The understandings that BE seeks, and which are the ones that count because they are the lasting ones, are the understandings around policies, that is, it is necessary to fight real estate speculation, fight for better wages and salary updates, for measures to combat precariousness, by the SNS and by investment in Health. It is around these proposals that a social movement is built and it is in this social movement in which BE certainly participates — with its proposals, its activists, its capacity — that we find ourselves, not only with the PCP, with everyone on the left, with many people from the PS who do not give up and who continue to believe that it is possible to live better.

Is there any kind of articulation between the BE and the PCP to call for social protest in the street?
The BE and the PCP meet in many places in democratic life, we have a lot of coincidence in votes in Parliament, in essential matters and certainly we also meet in many claims in social movements. We are part of a left that is much larger than the BE and the PCP, of a people on the left who do not give up and believe in this project of solidarity and reject the idea of ​​right-wing savagery. I think that in this space there is always a desire for a confluence of forces and energy.

Mariana Mortágua, Pedro Nuno Santos and Paulo Raimundo: is this a scenario you would like to see?
We have to move away from these types of scenarios [futuristas] because, frankly, they are of no use, except to feed journalistic scenarios and political commentary. Politics is different, politics is not based on this type of calculation. What matters is whether it is possible to affirm an alternative project. Is there or is there not a social majority for this? Without that, nothing is done.
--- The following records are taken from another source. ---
// This Source Code Form is subject to the terms of the Mozilla Public
// License, v. 2.0. If a copy of the MPL was not distributed with this
// file, You can obtain one at http://mozilla.org/MPL/2.0/.

use petgraph::stable_graph::{EdgeIndex, NodeIndex, StableUnGraph};
use petgraph::visit::EdgeRef;

use crate::GraphLike;

/// Stable identifier for an edge. Remains valid (though possibly pointing at a removed edge)
/// across further insertions, so callers may cache it the way the bond graph caches bond ids.
#[derive(Debug, Copy, Clone, PartialEq, Eq, PartialOrd, Ord, Hash)]
pub struct EdgeId(EdgeIndex);

/// An undirected graph with a payload per node and per edge.
///
/// Built on `petgraph::stable_graph::StableUnGraph`, the same graph the teacher's own molecule
/// representation uses for its bond/atom graph: node and edge indices stay valid across further
/// insertions (and, for nodes, as long as none are removed -- this type never removes a node,
/// only grows or fully rebuilds, so `NodeIndex::index()` always matches the `usize` the rest of
/// this crate addresses atoms by).
pub struct AttributedGraph<N, E> {
    graph: StableUnGraph<N, E>,
}

impl<N, E> AttributedGraph<N, E> {
    pub fn new() -> Self {
        Self { graph: StableUnGraph::with_capacity(0, 0) }
    }

    pub fn with_nodes(nodes: impl IntoIterator<Item = N>) -> Self {
        let mut graph = StableUnGraph::with_capacity(0, 0);
        for node in nodes {
            graph.add_node(node);
        }
        Self { graph }
    }

    pub fn node_count(&self) -> usize {
        self.graph.node_count()
    }

    pub fn add_node(&mut self, payload: N) -> usize {
        self.graph.add_node(payload).index()
    }

    pub fn node(&self, index: usize) -> Option<&N> {
        self.graph.node_weight(NodeIndex::new(index))
    }

    pub fn node_mut(&mut self, index: usize) -> Option<&mut N> {
        self.graph.node_weight_mut(NodeIndex::new(index))
    }

    /// Returns the edge between `u` and `v` if one already exists, in either direction.
    pub fn find_edge(&self, u: usize, v: usize) -> Option<EdgeId> {
        self.graph.find_edge(NodeIndex::new(u), NodeIndex::new(v)).map(EdgeId)
    }

    /// Inserts a new edge `u`-`v`. Returns `None` if `u == v` (no self-loops) or if an edge
    /// already exists between them (no multi-edges) — the caller should check `find_edge`
    /// first if it wants the existing payload in that case.
    pub fn add_edge(&mut self, u: usize, v: usize, payload: E) -> Option<EdgeId> {
        if u == v || self.find_edge(u, v).is_some() {
            return None;
        }
        Some(EdgeId(self.graph.add_edge(NodeIndex::new(u), NodeIndex::new(v), payload)))
    }

    pub fn edge(&self, id: EdgeId) -> Option<(usize, usize, &E)> {
        let (a, b) = self.graph.edge_endpoints(id.0)?;
        let payload = self.graph.edge_weight(id.0)?;
        Some((a.index(), b.index(), payload))
    }

    pub fn edge_mut(&mut self, id: EdgeId) -> Option<&mut E> {
        self.graph.edge_weight_mut(id.0)
    }

    pub fn edges_of(&self, node: usize) -> Vec<EdgeId> {
        self.graph.edges(NodeIndex::new(node)).map(|edge| EdgeId(edge.id())).collect()
    }

    pub fn neighbors(&self, node: usize) -> Vec<usize> {
        self.graph.neighbors(NodeIndex::new(node)).map(|n| n.index()).collect()
    }

    pub fn remove_edge(&mut self, id: EdgeId) {
        self.graph.remove_edge(id.0);
    }

    /// Removes every edge but keeps all nodes.
    pub fn clear_edges(&mut self) {
        let edges: Vec<EdgeIndex> = self.graph.edge_indices().collect();
        for id in edges {
            self.graph.remove_edge(id);
        }
    }
}

impl<N, E> Default for AttributedGraph<N, E> {
    fn default() -> Self {
        Self::new()
    }
}

impl<N, E> GraphLike for AttributedGraph<N, E> {
    fn node_count(&self) -> usize {
        self.node_count()
    }

    fn neighbors(&self, node: usize) -> Vec<usize> {
        self.neighbors(node)
    }
}

#[cfg(test)]
mod tests {
    use super::*;

    #[test]
    fn rejects_self_loops_and_duplicates() {
        let mut g: AttributedGraph<(), u8> = AttributedGraph::with_nodes([(), (), ()]);
        assert!(g.add_edge(0, 0, 1).is_none());
        assert!(g.add_edge(0, 1, 1).is_some());
        assert!(g.add_edge(0, 1, 2).is_none());
        assert!(g.add_edge(1, 0, 2).is_none());
    }

    #[test]
    fn edge_ids_survive_unrelated_removal() {
        let mut g: AttributedGraph<(), u8> = AttributedGraph::with_nodes([(), (), ()]);
        let e01 = g.add_edge(0, 1, 10).unwrap();
        let e12 = g.add_edge(1, 2, 20).unwrap();
        g.remove_edge(e01);
        assert_eq!(g.edge(e12).unwrap().2, &20);
        assert!(g.edge(e01).is_none());
        assert_eq!(g.neighbors(1), vec![2]);
    }

    #[test]
    fn clear_edges_keeps_nodes() {
        let mut g: AttributedGraph<(), u8> = AttributedGraph::with_nodes([(), ()]);
        g.add_edge(0, 1, 1);
        g.clear_edges();
        assert_eq!(g.node_count(), 2);
        assert!(g.neighbors(0).is_empty());
    }
}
But a dialogue with Pedro Nuno Santos, as Secretary of State for Parliamentary Affairs, was possible. Imagining it might be an easier understanding. Is it or is not it?
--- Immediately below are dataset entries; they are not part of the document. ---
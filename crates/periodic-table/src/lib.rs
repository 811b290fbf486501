// This Source Code Form is subject to the terms of the Mozilla Public
// License, v. 2.0. If a copy of the MPL was not distributed with this
// file, You can obtain one at http://mozilla.org/MPL/2.0/.

//! Immutable periodic-table reference data: atomic number, relative atomic mass, covalent and
//! van der Waals radii, symbol and name. Consumed by the element-distance bond guesser and by
//! any caller that needs to resolve an atomic number to chemistry.

use serde::{Deserialize, Serialize};
use static_assertions::const_assert_eq;
use std::mem;

#[allow(dead_code)]
#[derive(Debug, Copy, Clone, PartialEq, Eq, PartialOrd, Ord, Hash, Deserialize, Serialize)]
#[repr(u8)] // Oganesson == 118
pub enum Element {
    Hydrogen = 1,
    Helium,
    Lithium,
    Beryllium,
    Boron,
    Carbon,
    Nitrogen,
    Oxygen,
    Fluorine,
    Neon,
    Sodium,
    Magnesium,
    Aluminium,
    Silicon,
    Phosphorus,
    Sulfur,
    Chlorine,
    Argon,
    Potassium,
    Calcium,
    Scandium,
    Titanium,
    Vanadium,
    Chromium,
    Manganese,
    Iron,
    Cobalt,
    Nickel,
    Copper,
    Zinc,
    Gallium,
    Germanium,
    Arsenic,
    Selenium,
    Bromine,
    Krypton,
    Rubidium,
    Strontium,
    Yttrium,
    Zirconium,
    Niobium,
    Molybdenum,
    Technetium,
    Ruthenium,
    Rhodium,
    Palladium,
    Silver,
    Cadmium,
    Indium,
    Tin,
    Antimony,
    Tellurium,
    Iodine,
    Xenon,
    Cesium,
    Barium,
    Lanthanum,
    Cerium,
    Praseodymium,
    Neodymium,
    Promethium,
    Samarium,
    Europium,
    Gadolinium,
    Terbium,
    Dysprosium,
    Holmium,
    Erbium,
    Thulium,
    Ytterbium,
    Lutetium,
    Hafnium,
    Tantalum,
    Tungsten,
    Rhenium,
    Osmium,
    Iridium,
    Platinum,
    Gold,
    Mercury,
    Thallium,
    Lead,
    Bismuth,
    Polonium,
    Astatine,
    Radon,
    Francium,
    Radium,
    Actinium,
    Thorium,
    Protactinium,
    Uranium,
    Neptunium,
    Plutonium,
    Americium,
    Curium,
    Berkelium,
    Californium,
    Einsteinium,
    Fermium,
    Mendelevium,
    Nobelium,
    Lawrencium,
    Rutherfordium,
    Dubnium,
    Seaborgium,
    Bohrium,
    Hassium,
    Meitnerium,
    Darmstadtium,
    Roentgenium,
    Copernicium,
    Nihonium,
    Flerovium,
    Moscovium,
    Livermorium,
    Tennessine,
    Oganesson,
}
const_assert_eq!(Element::Oganesson as usize, 118);

impl Element {
    pub const MIN: Self = Element::Hydrogen; // 1
    pub const MAX: Self = Element::Oganesson; // 118

    pub fn from_atomic_number(n: u8) -> Option<Self> {
        if Self::MIN as u8 <= n && n <= Self::MAX as u8 {
            Some(unsafe { mem::transmute::<u8, Element>(n) })
        } else {
            None
        }
    }

    pub fn atomic_number(self) -> u8 {
        self as u8
    }
}

/// One row of periodic-table reference data.
///
/// `covalent_radius`/`vdw_radius` are `None` where the source data has no measured value
/// (several lanthanides, actinides and superheavy elements) — callers must treat this the same
/// way as an entirely unknown atomic number (see `ElementsTable::covalent_radius`).
#[derive(Debug, Copy, Clone, PartialEq)]
pub struct ElementInfo {
    pub atomic_number: u8,
    pub mass: f32,
    pub covalent_radius: Option<f32>,
    pub vdw_radius: Option<f32>,
    pub symbol: &'static str,
    pub name: &'static str,
}

const fn row(
    atomic_number: u8,
    mass: f32,
    covalent_radius: f32,
    vdw_radius: f32,
    symbol: &'static str,
    name: &'static str,
) -> ElementInfo {
    ElementInfo {
        atomic_number,
        mass,
        covalent_radius: if covalent_radius > 0.0 {
            Some(covalent_radius)
        } else {
            None
        },
        vdw_radius: if vdw_radius > 0.0 {
            Some(vdw_radius)
        } else {
            None
        },
        symbol,
        name,
    }
}

const ELEMENT_COUNT: usize = Element::MAX as usize + 1; // + the dummy entry at index 0

// The following lines mirror the element-data table this crate was seeded from, indexed by
// atomic number (index 0 is the "Dummy" placeholder used for unassigned atoms).
const ELEMENTS: [ElementInfo; ELEMENT_COUNT] = [
    row(0, 0.0, 0.0, 0.0, "Xx", "Dummy"),
    row(1, 1.008, 0.37, 1.2, "H", "Hydrogen"),
    row(2, 4.002602, 0.32, 1.4, "He", "Helium"),
    row(3, 6.94, 1.34, 2.2, "Li", "Lithium"),
    row(4, 9.012182, 0.90, 1.9, "Be", "Beryllium"),
    row(5, 10.81, 0.82, 1.8, "B", "Boron"),
    row(6, 12.011, 0.77, 1.7, "C", "Carbon"),
    row(7, 14.007, 0.75, 1.6, "N", "Nitrogen"),
    row(8, 15.999, 0.73, 1.55, "O", "Oxygen"),
    row(9, 18.9984032, 0.71, 1.5, "F", "Fluorine"),
    row(10, 20.1797, 0.69, 1.54, "Ne", "Neon"),
    row(11, 22.98976928, 1.54, 2.4, "Na", "Sodium"),
    row(12, 24.305, 1.30, 2.2, "Mg", "Magnesium"),
    row(13, 26.9815386, 1.18, 2.1, "Al", "Aluminium"),
    row(14, 28.085, 1.11, 2.1, "Si", "Silicon"),
    row(15, 30.973762, 1.06, 1.95, "P", "Phosphorus"),
    row(16, 32.06, 1.02, 1.8, "S", "Sulfur"),
    row(17, 35.45, 0.99, 1.8, "Cl", "Chlorine"),
    row(18, 39.948, 0.97, 1.88, "Ar", "Argon"),
    row(19, 39.0983, 1.96, 2.8, "K", "Potassium"),
    row(20, 40.078, 1.74, 2.4, "Ca", "Calcium"),
    row(21, 44.955912, 1.44, 2.3, "Sc", "Scandium"),
    row(22, 47.867, 1.36, 2.15, "Ti", "Titanium"),
    row(23, 50.9415, 1.25, 2.05, "V", "Vanadium"),
    row(24, 51.9961, 1.27, 2.05, "Cr", "Chromium"),
    row(25, 54.938045, 1.39, 2.05, "Mn", "Manganese"),
    row(26, 55.845, 1.25, 2.05, "Fe", "Iron"),
    row(27, 58.933195, 1.26, 2.0, "Co", "Cobalt"),
    row(28, 58.6934, 1.21, 2.0, "Ni", "Nickel"),
    row(29, 63.546, 1.38, 2.0, "Cu", "Copper"),
    row(30, 65.38, 1.31, 2.1, "Zn", "Zinc"),
    row(31, 69.723, 1.26, 2.1, "Ga", "Gallium"),
    row(32, 72.630, 1.22, 2.1, "Ge", "Germanium"),
    row(33, 74.92160, 1.19, 2.05, "As", "Arsenic"),
    row(34, 78.96, 1.16, 1.9, "Se", "Selenium"),
    row(35, 79.904, 1.14, 1.9, "Br", "Bromine"),
    row(36, 83.798, 1.10, 2.02, "Kr", "Krypton"),
    row(37, 85.4678, 2.11, 2.9, "Rb", "Rubidium"),
    row(38, 87.62, 1.92, 2.55, "Sr", "Strontium"),
    row(39, 88.90585, 1.62, 2.4, "Y", "Yttrium"),
    row(40, 91.224, 1.48, 2.3, "Zr", "Zirconium"),
    row(41, 92.90638, 1.37, 2.15, "Nb", "Niobium"),
    row(42, 95.96, 1.45, 2.1, "Mo", "Molybdenum"),
    row(43, 97.0, 1.56, 2.05, "Tc", "Technetium"),
    row(44, 101.07, 1.26, 2.05, "Ru", "Ruthenium"),
    row(45, 102.90550, 1.35, 2.0, "Rh", "Rhodium"),
    row(46, 106.42, 1.31, 2.05, "Pd", "Palladium"),
    row(47, 107.8682, 1.53, 2.1, "Ag", "Silver"),
    row(48, 112.411, 1.48, 2.2, "Cd", "Cadmium"),
    row(49, 114.818, 1.44, 2.2, "In", "Indium"),
    row(50, 118.710, 1.41, 2.25, "Sn", "Tin"),
    row(51, 121.760, 1.38, 2.2, "Sb", "Antimony"),
    row(52, 127.60, 1.35, 2.1, "Te", "Tellurium"),
    row(53, 126.90447, 1.33, 2.1, "I", "Iodine"),
    row(54, 131.293, 1.30, 2.16, "Xe", "Xenon"),
    row(55, 132.9054519, 2.25, 3.0, "Cs", "Cesium"),
    row(56, 137.327, 1.98, 2.7, "Ba", "Barium"),
    row(57, 138.90547, 1.69, 2.5, "La", "Lanthanum"),
    row(58, 140.116, 0.0, 2.48, "Ce", "Cerium"),
    row(59, 140.90765, 0.0, 2.47, "Pr", "Praseodymium"),
    row(60, 144.242, 0.0, 2.45, "Nd", "Neodymium"),
    row(61, 145.0, 0.0, 2.43, "Pm", "Promethium"),
    row(62, 150.36, 0.0, 2.42, "Sm", "Samarium"),
    row(63, 151.964, 0.0, 2.40, "Eu", "Europium"),
    row(64, 157.25, 0.0, 2.38, "Gd", "Gadolinium"),
    row(65, 158.92535, 0.0, 2.37, "Tb", "Terbium"),
    row(66, 162.500, 0.0, 2.35, "Dy", "Dysprosium"),
    row(67, 164.93032, 0.0, 2.33, "Ho", "Holmium"),
    row(68, 167.259, 0.0, 2.32, "Er", "Erbium"),
    row(69, 168.93421, 0.0, 2.30, "Tm", "Thulium"),
    row(70, 173.054, 0.0, 2.28, "Yb", "Ytterbium"),
    row(71, 174.9668, 1.60, 2.27, "Lu", "Lutetium"),
    row(72, 178.49, 1.50, 2.25, "Hf", "Hafnium"),
    row(73, 180.94788, 1.38, 2.2, "Ta", "Tantalum"),
    row(74, 183.84, 1.46, 2.1, "W", "Tungsten"),
    row(75, 186.207, 1.59, 2.05, "Re", "Rhenium"),
    row(76, 190.23, 1.28, 2.0, "Os", "Osmium"),
    row(77, 192.217, 1.37, 2.0, "Ir", "Iridium"),
    row(78, 195.084, 1.28, 2.05, "Pt", "Platinum"),
    row(79, 196.966569, 1.44, 2.1, "Au", "Gold"),
    row(80, 200.592, 1.49, 2.05, "Hg", "Mercury"),
    row(81, 204.38, 1.48, 2.2, "Tl", "Thallium"),
    row(82, 207.2, 1.47, 2.3, "Pb", "Lead"),
    row(83, 208.98040, 1.46, 2.3, "Bi", "Bismuth"),
    row(84, 209.0, 0.0, 2.0, "Po", "Polonium"),
    row(85, 210.0, 0.0, 2.0, "At", "Astatine"),
    row(86, 222.0, 1.45, 2.0, "Rn", "Radon"),
    row(87, 223.0, 0.0, 2.0, "Fr", "Francium"),
    row(88, 226.0, 0.0, 2.0, "Ra", "Radium"),
    row(89, 227.0, 0.0, 2.0, "Ac", "Actinium"),
    row(90, 232.03806, 0.0, 2.4, "Th", "Thorium"),
    row(91, 231.03588, 0.0, 2.0, "Pa", "Protactinium"),
    row(92, 238.02891, 0.0, 2.3, "U", "Uranium"),
    row(93, 237.0, 0.0, 2.0, "Np", "Neptunium"),
    row(94, 244.0, 0.0, 2.0, "Pu", "Plutonium"),
    row(95, 243.0, 0.0, 2.0, "Am", "Americium"),
    row(96, 247.0, 0.0, 2.0, "Cm", "Curium"),
    row(97, 247.0, 0.0, 2.0, "Bk", "Berkelium"),
    row(98, 251.0, 0.0, 2.0, "Cf", "Californium"),
    row(99, 252.0, 0.0, 2.0, "Es", "Einsteinium"),
    row(100, 257.0, 0.0, 2.0, "Fm", "Fermium"),
    row(101, 258.0, 0.0, 2.0, "Md", "Mendelevium"),
    row(102, 259.0, 0.0, 2.0, "No", "Nobelium"),
    row(103, 262.0, 0.0, 2.0, "Lr", "Lawrencium"),
    row(104, 267.0, 0.0, 2.0, "Rf", "Rutherfordium"),
    row(105, 270.0, 0.0, 2.0, "Db", "Dubnium"),
    row(106, 271.0, 0.0, 2.0, "Sg", "Seaborgium"),
    row(107, 270.0, 0.0, 2.0, "Bh", "Bohrium"),
    row(108, 277.0, 0.0, 2.0, "Hs", "Hassium"),
    row(109, 276.0, 0.0, 2.0, "Mt", "Meitnerium"),
    row(110, 281.0, 0.0, 0.0, "Ds", "Darmstadtium"),
    row(111, 282.0, 0.0, 0.0, "Rg", "Roentgenium"),
    row(112, 285.0, 0.0, 0.0, "Cn", "Copernicium"),
    row(113, 285.0, 0.0, 0.0, "Nh", "Nihonium"),
    row(114, 289.0, 0.0, 0.0, "Fl", "Flerovium"),
    row(115, 289.0, 0.0, 0.0, "Mc", "Moscovium"),
    row(116, 293.0, 0.0, 0.0, "Lv", "Livermorium"),
    row(117, 294.0, 0.0, 0.0, "Ts", "Tennessine"),
    row(118, 294.0, 0.0, 0.0, "Og", "Oganesson"),
];

/// The built-in, immutable periodic table. Cheap to construct (it wraps a `const` array); callers
/// typically build one instance and share it by reference.
#[derive(Debug, Copy, Clone)]
pub struct PeriodicTable {
    rows: &'static [ElementInfo; ELEMENT_COUNT],
}

impl PeriodicTable {
    pub fn new() -> Self {
        Self { rows: &ELEMENTS }
    }

    /// Looks up reference data by atomic number. Returns `None` for `0` (the dummy entry) and
    /// for numbers outside the table.
    pub fn get(&self, atomic_number: u8) -> Option<&'static ElementInfo> {
        if atomic_number == 0 {
            return None;
        }
        self.rows.get(atomic_number as usize)
    }

    /// Covalent radius in angstroms, or `None` if `atomic_number` is unknown or unmeasured.
    ///
    /// This is the function the element-distance bond guesser calls to reject atoms with an
    /// "unknown atomic number" (spec §4.6); a `0` covalent number or an entry with no measured
    /// radius are both treated as unknown.
    pub fn covalent_radius(&self, atomic_number: u8) -> Option<f32> {
        self.get(atomic_number).and_then(|e| e.covalent_radius)
    }

    pub fn vdw_radius(&self, atomic_number: u8) -> Option<f32> {
        self.get(atomic_number).and_then(|e| e.vdw_radius)
    }

    pub fn symbol(&self, atomic_number: u8) -> Option<&'static str> {
        self.get(atomic_number).map(|e| e.symbol)
    }

    pub fn name(&self, atomic_number: u8) -> Option<&'static str> {
        self.get(atomic_number).map(|e| e.name)
    }

    pub fn mass(&self, atomic_number: u8) -> Option<f32> {
        self.get(atomic_number).map(|e| e.mass)
    }

    pub fn max_covalent_radius(&self) -> f32 {
        self.rows
            .iter()
            .filter_map(|e| e.covalent_radius)
            .fold(0.0_f32, f32::max)
    }

    pub fn max_vdw_radius(&self) -> f32 {
        self.rows
            .iter()
            .filter_map(|e| e.vdw_radius)
            .fold(0.0_f32, f32::max)
    }
}

impl Default for PeriodicTable {
    fn default() -> Self {
        Self::new()
    }
}

#[cfg(test)]
mod tests {
    use super::*;

    #[test]
    fn from_atomic_number_round_trips() {
        assert_eq!(Element::from_atomic_number(6), Some(Element::Carbon));
        assert_eq!(Element::from_atomic_number(118), Some(Element::Oganesson));
        assert_eq!(Element::from_atomic_number(0), None);
        assert_eq!(Element::from_atomic_number(119), None);
    }

    #[test]
    fn carbon_covalent_radius() {
        let table = PeriodicTable::new();
        assert_eq!(table.covalent_radius(6), Some(0.77));
        assert_eq!(table.symbol(30), Some("Zn"));
    }

    #[test]
    fn dummy_and_out_of_range_are_unknown() {
        let table = PeriodicTable::new();
        assert_eq!(table.covalent_radius(0), None);
        assert_eq!(table.covalent_radius(255), None);
    }

    #[test]
    fn unmeasured_lanthanide_radius_is_none() {
        // Cerium (58) has no measured covalent radius in the source table.
        let table = PeriodicTable::new();
        assert_eq!(table.covalent_radius(58), None);
        assert_eq!(table.vdw_radius(58), Some(2.48));
    }
}
// This Source Code Form is subject to the terms of the Mozilla Public
// License, v. 2.0. If a copy of the MPL was not distributed with this
// file, You can obtain one at http://mozilla.org/MPL/2.0/.

use std::collections::BTreeSet;
use std::marker::PhantomData;

use common::{MolError, Result};
use graph::EdgeId;
use store::{Aggregate, AtomKind, EntityKind, Frame, Kind, MolData, PropertyName, ResidueKind};
use ultraviolet::Vec3;

/// An aggregate over a set of indices of one entity kind: a sorted-unique index array, an
/// optional current frame, and a borrow of the store it was built from. The borrow is what
/// makes "must not outlive the store" a compile-time guarantee rather than a documented rule.
pub struct Selection<'a, K: Kind> {
    indices: Vec<usize>,
    frame: Option<Frame>,
    store: &'a MolData,
    _kind: PhantomData<K>,
}

pub type AtomSelection<'a> = Selection<'a, AtomKind>;
pub type ResidueSelection<'a> = Selection<'a, ResidueKind>;

impl<'a, K: Kind> Selection<'a, K> {
    /// All entities of this kind.
    pub fn all(store: &'a MolData, frame: Option<Frame>) -> Result<Self> {
        store.check_frame(frame)?;
        let n = store.size_of_kind(K::KIND)?;
        Ok(Self {
            indices: (0..n).collect(),
            frame,
            store,
            _kind: PhantomData,
        })
    }

    /// Duplicates collapsed, ordering canonicalised.
    pub fn from_indices(store: &'a MolData, indices: impl IntoIterator<Item = usize>, frame: Option<Frame>) -> Result<Self> {
        store.check_frame(frame)?;
        let mut indices: Vec<usize> = indices.into_iter().collect();
        indices.sort_unstable();
        indices.dedup();
        Ok(Self {
            indices,
            frame,
            store,
            _kind: PhantomData,
        })
    }

    pub fn len(&self) -> usize {
        self.indices.len()
    }

    pub fn is_empty(&self) -> bool {
        self.indices.is_empty()
    }

    pub fn indices(&self) -> &[usize] {
        &self.indices
    }

    pub fn frame(&self) -> Option<Frame> {
        self.frame
    }

    /// O(log n).
    pub fn contains(&self, index: usize) -> bool {
        self.indices.binary_search(&index).is_ok()
    }

    pub fn iter(&self) -> impl Iterator<Item = Aggregate<'a, K>> + '_ {
        self.indices
            .iter()
            .map(move |&i| Aggregate::new(self.store, i, self.frame).expect("frame already validated"))
    }

    /// This selection's atom-index expansion (itself, for an atom selection; the union of
    /// member atoms, for a residue selection), deduplicated and sorted.
    pub fn atom_indices(&self) -> Vec<usize> {
        let set: BTreeSet<usize> = self
            .indices
            .iter()
            .flat_map(|&i| K::atom_indices(i, self.store))
            .collect();
        set.into_iter().collect()
    }

    /// Strided view of the current frame's `Position` column over this selection's atoms.
    pub fn coords(&self) -> Result<Vec<Vec3>> {
        let frame = self
            .frame
            .ok_or_else(|| MolError::invariant("selection has no frame set"))?;
        let column = self
            .store
            .property_at(EntityKind::Atom, &PropertyName::Position, Some(frame))
            .ok_or_else(|| MolError::invariant("Position property not registered"))?;
        Ok(self.atom_indices().into_iter().filter_map(|i| column.get_vec3(i)).collect())
    }

    /// A new selection of the same kind whose atom set is the one-hop bonded closure of this
    /// selection's atoms, projected back through `K::from_atoms`.
    pub fn bonded(&self) -> Result<Self> {
        let atoms = self.atom_indices();
        let closure = self.store.bonds().bonded_closure(&atoms);
        let projected = K::from_atoms(closure, self.store);
        Self::from_indices(self.store, projected, self.frame)
    }

    /// Deduplicated set of bond edges incident to this selection's atoms.
    pub fn bonds(&self) -> BTreeSet<EdgeId> {
        self.store.bonds().collect_edges(&self.atom_indices())
    }

    pub fn as_atoms(&self) -> Result<Selection<'a, AtomKind>> {
        Selection::from_indices(self.store, self.atom_indices(), self.frame)
    }

    pub fn as_residues(&self) -> Result<Selection<'a, ResidueKind>> {
        let atoms: BTreeSet<usize> = self.atom_indices().into_iter().collect();
        let residues = ResidueKind::from_atoms(atoms, self.store);
        Selection::from_indices(self.store, residues, self.frame)
    }
}

#[cfg(test)]
mod tests {
    use super::*;
    use store::PropertyType;

    fn linear_chain(n: usize) -> MolData {
        let mut m = MolData::new(n);
        for i in 0..n.saturating_sub(1) {
            m.bonds_mut().add_edge(i, i + 1, store::Bond::new());
        }
        m
    }

    #[test]
    fn all_covers_every_atom() {
        let m = linear_chain(3);
        let sel = AtomSelection::all(&m, None).unwrap();
        assert_eq!(sel.indices(), &[0, 1, 2]);
    }

    #[test]
    fn from_indices_dedupes_and_sorts() {
        let m = linear_chain(5);
        let sel = AtomSelection::from_indices(&m, [3, 1, 1, 0], None).unwrap();
        assert_eq!(sel.indices(), &[0, 1, 3]);
    }

    #[test]
    fn bonded_grows_by_one_hop() {
        let m = linear_chain(5);
        let sel = AtomSelection::from_indices(&m, [2], None).unwrap();
        let grown = sel.bonded().unwrap();
        assert_eq!(grown.indices(), &[1, 2, 3]);
    }

    #[test]
    fn residue_cross_projection_uses_residue_id() {
        let mut m = MolData::new(4);
        m.register_kind(EntityKind::Residue, 2);
        m.assign_atom_to_residue(0, 0).unwrap();
        m.assign_atom_to_residue(1, 0).unwrap();
        m.assign_atom_to_residue(2, 1).unwrap();
        let atoms = AtomSelection::from_indices(&m, [0, 1, 2], None).unwrap();
        let residues = atoms.as_residues().unwrap();
        assert_eq!(residues.indices(), &[0, 1]);
    }

    #[test]
    fn coords_fails_without_frame() {
        let m = linear_chain(2);
        let sel = AtomSelection::all(&m, None).unwrap();
        assert!(sel.coords().is_err());
    }

    #[test]
    fn coords_uses_position_at_current_frame() {
        let mut m = MolData::new(2);
        m.add_property(EntityKind::Atom, PropertyName::Position, PropertyType::Vec3, true)
            .unwrap();
        m.add_frame();
        m.property_at_mut(EntityKind::Atom, &PropertyName::Position, Some(0))
            .unwrap()
            .set_vec3(1, Vec3::new(1.0, 1.0, 1.0));
        let sel = AtomSelection::all(&m, Some(0)).unwrap();
        let coords = sel.coords().unwrap();
        assert_eq!(coords.len(), 2);
        assert_eq!(coords[1], Vec3::new(1.0, 1.0, 1.0));
    }
}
In the past we had important dialogues and found important and loyal interlocutors. (…) but, to be fair, I think we deceive people when we tell them that doing one thing or doing another depends on people being nicer, less nice, on having a better personal relationship or a worse personal relationship. That agreement ended when António Costa decided that he wanted an absolute majority and that doesn’t depend on personal relationships, that depends on political projects. (…) And the PS will have to decide which one is yours.